India, Gayness, Fathers & Sons, Altruism, Ukraine
Will Narendra Modi Clean Up India?
James Crabtree | Prospect | 12th May 2015 | | Read with 1Pass
Can any leader change India's culture of corruption? Narendra Modi took office a year ago with the declared intention of cleaning house, but he has achieved dismayingly little. It may be the sheer scale of the task that daunts him. But he is not a timid man. More probably, it is political calculation. The next election in 2019 is "certain to be the most expensive campaign in Indian history". This is no time to be making rich enemies (3,900 words)
What Was Gay?
J. Bryan Lowder | Slate | 12th May 2015
Homosexuality and the gay sensibility have tended to go together. But as homosexuality moves from the margins to the mainstream, what happens to gayness? Can it take on a life of its own? "The benefits of opening gayness to everyone are manifold; our culture can never have enough people who are paying attention, who understand the arbitrariness of received wisdom and dogma, and who are capable of queenly critique" (9,300 words)

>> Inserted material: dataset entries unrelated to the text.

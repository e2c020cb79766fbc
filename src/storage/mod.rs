//! Storage layer for the eikon orchestrator.
//!
//! This module provides trait-based interfaces for the two durable resources
//! the orchestrator mutates, with multiple backend implementations:
//!
//! - [`JobStore`]: generation job records, keyed by job id with a secondary
//!   lookup by external provider handle
//! - [`CreditLedger`]: per-owner credit balances with an atomic,
//!   job-keyed debit
//!
//! Backends:
//!
//! - [`SqliteJobStore`]: Persistent SQLite-based storage with connection pooling
//! - [`InMemoryJobStore`]: Fast in-memory storage for testing and development
//!
//! Every mutation that the state machine depends on is conditional
//! (compare-and-set on the current status), so two writers racing on the same
//! job can never both win.
//!
//! # Example
//!
//! ```
//! use eikon::storage::{CreditLedger, InMemoryJobStore};
//!
//! # async fn example() -> Result<(), Box<dyn std::error::Error>> {
//! let store = InMemoryJobStore::new();
//! store.grant(&"user-1".into(), 3).await?;
//! assert_eq!(store.check_balance(&"user-1".into()).await?, 3);
//! # Ok(())
//! # }
//! ```

use crate::core::{FailureCategory, GenerationJob, JobId, JobStatus, OwnerId};
use async_trait::async_trait;

mod error;

#[cfg(feature = "sqlite")]
pub mod sqlite;

pub mod memory;

pub use error::{Result, StorageError};
pub use memory::InMemoryJobStore;

#[cfg(feature = "sqlite")]
pub use sqlite::{PoolConfig, SqliteJobStore};

/// Durable table of generation jobs.
///
/// Implementations must be thread-safe and every `bool`-returning mutation
/// must be atomic: it returns `true` only if the precondition held and the
/// write was applied, `false` if the precondition did not hold (nothing
/// written).
#[async_trait]
pub trait JobStore: Send + Sync {
    /// Insert a freshly created job.
    ///
    /// Returns `StorageError::DuplicateJob` if the id is already present.
    async fn insert_job(&self, job: &GenerationJob) -> Result<()>;

    /// Get a job by id.
    async fn get_job(&self, id: JobId) -> Result<Option<GenerationJob>>;

    /// Find the job currently holding an external provider handle.
    async fn find_by_external_handle(&self, handle: &str) -> Result<Option<GenerationJob>>;

    /// All jobs of one owner, newest first.
    async fn list_jobs_for_owner(&self, owner: &OwnerId) -> Result<Vec<GenerationJob>>;

    /// All jobs not yet in a terminal state, oldest first.
    async fn get_incomplete_jobs(&self) -> Result<Vec<GenerationJob>>;

    /// Compare-and-set the status from `from` to `to`.
    ///
    /// `failure` is persisted alongside a transition to `failed`.
    /// Returns `StorageError::Core` if the state machine forbids `from -> to`.
    async fn transition(
        &self,
        id: JobId,
        from: JobStatus,
        to: JobStatus,
        failure: Option<FailureCategory>,
    ) -> Result<bool>;

    /// Persist synthesized speech. Applies only while `processing` and unset.
    async fn record_derived_audio(&self, id: JobId, audio_key: &str) -> Result<bool>;

    /// Persist the external handle of an async submission.
    ///
    /// Applies only while `processing` and unset. Returns
    /// `StorageError::HandleConflict` if a different job already holds `handle`.
    async fn record_external_handle(&self, id: JobId, handle: &str) -> Result<bool>;

    /// Compare-and-set `processing -> completed`, storing the output reference
    /// in the same write.
    async fn complete_job(&self, id: JobId, output_key: &str) -> Result<bool>;
}

/// Outcome of a job-keyed debit.
#[derive(Debug, Clone, Copy, PartialEq, Eq)]
pub enum Debit {
    /// One credit was taken for this job.
    Charged { remaining: i64 },
    /// This job was already charged; the balance was not touched.
    AlreadyCharged,
    /// The balance was zero; nothing was taken.
    InsufficientBalance,
}

/// Per-owner credit balances.
///
/// The authoritative enforcement is [`debit_one`](CreditLedger::debit_one):
/// conditional on a positive balance and keyed by job id, so a job is charged
/// at most once no matter how many times its completion is attempted.
#[async_trait]
pub trait CreditLedger: Send + Sync {
    /// Current balance. Unknown owners have a balance of zero.
    async fn check_balance(&self, owner: &OwnerId) -> Result<i64>;

    /// Atomically take one credit from `owner` on behalf of `job`.
    async fn debit_one(&self, owner: &OwnerId, job: JobId) -> Result<Debit>;

    /// Undo the debit taken for `job`. Returns false if there was none.
    async fn refund(&self, owner: &OwnerId, job: JobId) -> Result<bool>;

    /// Whether a debit is currently recorded for `job`.
    async fn is_charged(&self, job: JobId) -> Result<bool>;

    /// Add credits to an owner's balance, returning the new balance.
    async fn grant(&self, owner: &OwnerId, amount: i64) -> Result<i64>;
}

/// Everything the orchestrator needs from persistence.
pub trait Store: JobStore + CreditLedger + 'static {}

impl<T: JobStore + CreditLedger + 'static> Store for T {}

Porn, Video Games And Ritalin
Stuart Jeffries | Guardian | 9th May 2015
Girls outperform boys because boys suffer more from the degradation of the family, says psychologist Philip Zimbardo. "A young person is more likely to have a television in their bedroom than a father in their house by the end of their childhood. And even if fathers are around, sons don’t engage with them much: boys spend 44 hours in front of a screen for every half hour in conversation with their fathers" (1,960 words)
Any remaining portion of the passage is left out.